I don't think we're doing something particularly wrong here. Rather, I'd say: the space to explore is extremely broad; humans are sparsely distributed in the space of intuitions they're able to draw upon; people who have an intuition they can follow towards plausible alignment-solutions are themselves pretty rare; most humans don't have the ability to make research progress without an intuition to guide them. Each time we find a new person with an intuition to guide them towards alignment solutions, it's likely to guide them in a whole new direction, because the space is so large. Hopefully at least one is onto something.
But, while this might not be an indication of an error, it sure is a reason to worry. Because if each new alignment researcher pursues some new pathway, and can be sped up a little but not a ton by research-partners and operational support, then no matter how many new alignment visionaries we find, we aren't much decreasing the amount of time it takes to find a solution.
Like, as a crappy toy model, if every alignment-visionary's vision would ultimately succeed, but only after 30 years of study along their particular path, then no amount of new visionaries added will decrease the amount of time required from “30y since the first visionary started out”.
And of course, in real life, different paths have different lengths, and adding new people decreases the amount of time required at least a little in expectation. But not necessarily very much, and not linearly.
(And all this is to say nothing of how the workable paths might not even be visible to the first generation of visionaries; the intuitions that lead one to a solution might be the sort of thing that you can only see if you've been raised with the memes generated by the partial-successes and failures of failed research pathways, as seems-to-me to have been the case with mathematics and physics regularly in the past. But I digress.)
I largely agree. But I think not-stacking is only slightly bad because I think the "crappy toy model [where] every alignment-visionary's vision would ultimately succeed, but only after 30 years of study along their particular path" is importantly wrong; I think many new visions have a decent chance of succeeding more quickly and if we pursue enough different visions we get a good chance of at least one paying off quickly.
Edit: even if alignment researchers could stack into just a couple paths, I think we might well still choose to go wide.
This seems like a better model of the terrain: we don't know how far down which path we need to get to find a working alignment solution. So the strategy "let's split up to search, gang; we'll cover more ground" actually makes sense before trying to stack efforts in the same direction.

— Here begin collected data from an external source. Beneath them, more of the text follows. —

// Copyright (c) 2026 Christoph Gaffga
// SPDX-License-Identifier: GPL-3.0-only
// https://github.com/cgaffga/phasmcore

//! Test orchestration: fan out the six tests, join, assess.
//!
//! With the `parallel` feature the tests run on the rayon pool; each only
//! reads the shared grid, so the result is identical to a sequential run.
//! Assessment starts after every outcome is in.
//!
//! Detection never returns an error. A decode failure or a panicking test
//! becomes a neutral [`DetectionResult`] whose summary carries the message,
//! so a batch caller can move on to the next file.

use std::panic::{self, AssertUnwindSafe};
use std::time::Instant;

#[cfg(feature = "parallel")]
use rayon::prelude::*;
use tracing::{debug, error, info, info_span};

use crate::analysis::{StatisticalTest, TestId, TestOutcome};
use crate::config::DetectorConfig;
use crate::error::Result;
use crate::pixels::PixelGrid;
use crate::result::{DetectionResult, OutcomeSet};
use crate::risk::assess;

/// How the six tests are scheduled.
#[derive(Debug, Clone, Copy, PartialEq, Eq)]
pub enum Execution {
    /// One test after another on the calling thread.
    Sequential,
    /// Fan out on the rayon pool. Same as `Sequential` without the `parallel` feature.
    Parallel,
}

impl Default for Execution {
    fn default() -> Self {
        if cfg!(feature = "parallel") { Execution::Parallel } else { Execution::Sequential }
    }
}

/// Configured LSB detector. Cheap to share across threads.
#[derive(Debug, Clone)]
pub struct Detector {
    config: DetectorConfig,
    suite: [StatisticalTest; 6],
    execution: Execution,
}

impl Default for Detector {
    fn default() -> Self {
        Self::build(DetectorConfig::default())
    }
}

impl Detector {
    /// # Errors
    /// [`DetectError::InvalidConfig`](crate::DetectError::InvalidConfig) if the
    /// configuration fails validation.
    pub fn new(config: DetectorConfig) -> Result<Self> {
        config.validate()?;
        Ok(Self::build(config))
    }

    fn build(config: DetectorConfig) -> Self {
        let suite = config.tests.tests();
        Self { config, suite, execution: Execution::default() }
    }

    pub fn with_execution(mut self, execution: Execution) -> Self {
        self.execution = execution;
        self
    }

    pub fn config(&self) -> &DetectorConfig {
        &self.config
    }

    /// Analyze a decoded grid. `file_size_bytes` is the size of the encoded
    /// file and only affects the small-file caveat.
    pub fn detect(&self, grid: &PixelGrid, file_size_bytes: u64) -> DetectionResult {
        self.detect_with(grid, file_size_bytes, |test| test.execute(grid))
    }

    fn detect_with<F>(&self, grid: &PixelGrid, file_size_bytes: u64, execute: F) -> DetectionResult
    where
        F: Fn(&StatisticalTest) -> TestOutcome + Sync,
    {
        let start = Instant::now();
        let span = info_span!(
            "detect",
            width = grid.width(),
            height = grid.height(),
            profile = %self.config.policy.name
        );
        let _guard = span.enter();

        let outcomes = match self.run_suite(execute) {
            Ok(outcomes) => outcomes,
            Err((test, message)) => {
                error!(%test, %message, "statistical test panicked");
                return DetectionResult::failed(
                    format!("internal error in {test}: {message}"),
                    start.elapsed(),
                );
            }
        };

        for (id, o) in outcomes.iter() {
            debug!(test = %id, score = o.score, ratio = o.ratio(), suspicious = o.is_suspicious, "outcome");
        }

        let assessment = assess(&outcomes, file_size_bytes, &self.config.policy);
        info!(
            risk = %assessment.risk_level,
            confidence = assessment.overall_confidence,
            suspicious = assessment.is_suspicious,
            "verdict"
        );
        DetectionResult::from_assessment(outcomes, assessment, start.elapsed())
    }

    fn run_suite<F>(&self, execute: F) -> std::result::Result<OutcomeSet, (TestId, String)>
    where
        F: Fn(&StatisticalTest) -> TestOutcome + Sync,
    {
        let run_one = |test: &StatisticalTest| -> std::result::Result<TestOutcome, (TestId, String)> {
            panic::catch_unwind(AssertUnwindSafe(|| execute(test)))
                .map_err(|payload| (test.id(), panic_message(payload.as_ref())))
        };

        let results: Vec<_> = match self.execution {
            #[cfg(feature = "parallel")]
            Execution::Parallel => self.suite.par_iter().map(run_one).collect(),
            _ => self.suite.iter().map(run_one).collect(),
        };
        results.into_iter().collect()
    }
}

fn panic_message(payload: &(dyn std::any::Any + Send)) -> String {
    if let Some(s) = payload.downcast_ref::<&str>() {
        (*s).to_string()
    } else if let Some(s) = payload.downcast_ref::<String>() {
        s.clone()
    } else {
        "unknown panic".to_string()
    }
}

#[cfg(feature = "decode")]
mod decode {
    use std::path::Path;
    use std::time::Instant;

    use tracing::{info_span, warn};

    use super::Detector;
    use crate::error::DetectError;
    use crate::pixels::PixelGrid;
    use crate::result::{millis, DetectionResult};

    impl Detector {
        /// Read, decode and analyze an image file.
        pub fn detect_file(&self, path: impl AsRef<Path>) -> DetectionResult {
            let start = Instant::now();
            let path = path.as_ref();
            let span = info_span!("detect_file", path = %path.display());
            let _guard = span.enter();

            match std::fs::read(path) {
                Ok(bytes) => self.detect_encoded(&bytes, start),
                Err(source) => {
                    let e = DetectError::Io { path: path.to_path_buf(), source };
                    warn!(error = %e, "cannot read image");
                    DetectionResult::failed(e, start.elapsed())
                }
            }
        }

        /// Decode and analyze an in-memory encoded image.
        pub fn detect_bytes(&self, bytes: &[u8]) -> DetectionResult {
            self.detect_encoded(bytes, Instant::now())
        }

        fn detect_encoded(&self, bytes: &[u8], start: Instant) -> DetectionResult {
            match PixelGrid::decode(bytes) {
                Ok(grid) => {
                    let mut result = self.detect(&grid, bytes.len() as u64);
                    result.processing_time_ms = millis(start.elapsed());
                    result
                }
                Err(e) => {
                    warn!(error = %e, "image decode failed");
                    DetectionResult::failed(e, start.elapsed())
                }
            }
        }
    }
}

Yeah, basically explore-then-exploit. (I do worry that the toy model is truer IRL though...)
I disagree with this view that someone's vision could "succeed" in some sense. Rather, all visions (at least if they are scientifically and methodologically rigorous), if actually applied in AGI engineering, will increase the chances that the given AGI will go well.
However, at this stage (AGI very soon, race between AGI labs) it's now the time to convince AGI labs to use any of the existing visions, apart from (and in parallel with, not instead) their own. While simultaneously, trying to make these visions more mature. In other words: researchers shouldn't "spread" and try to "crack alignment" independently from each other. Rather, they should try to reinforce existing visions (while people with social capital and political skill should try to convince AGI labs to use these visions).
The multi-disciplinary (and multi-vision!) view on AI safety includes the model above, however, I haven't elaborated on this exact idea yet (the linked post describes the technical side of the view, and the social/strategic/timelines-aware argument for the multi-disciplinary view is yet to be written).
+1. As a toy model, consider how the expected maximum of a sample from a heavy tailed distribution is affected by sample size. I simulated this once and the relationship was approximately linear. But Soares’ point still holds if any individual bet requires a minimum amount of time to pay off. You can scalably benefit from parallelism while still requiring a minimum amount of serial time.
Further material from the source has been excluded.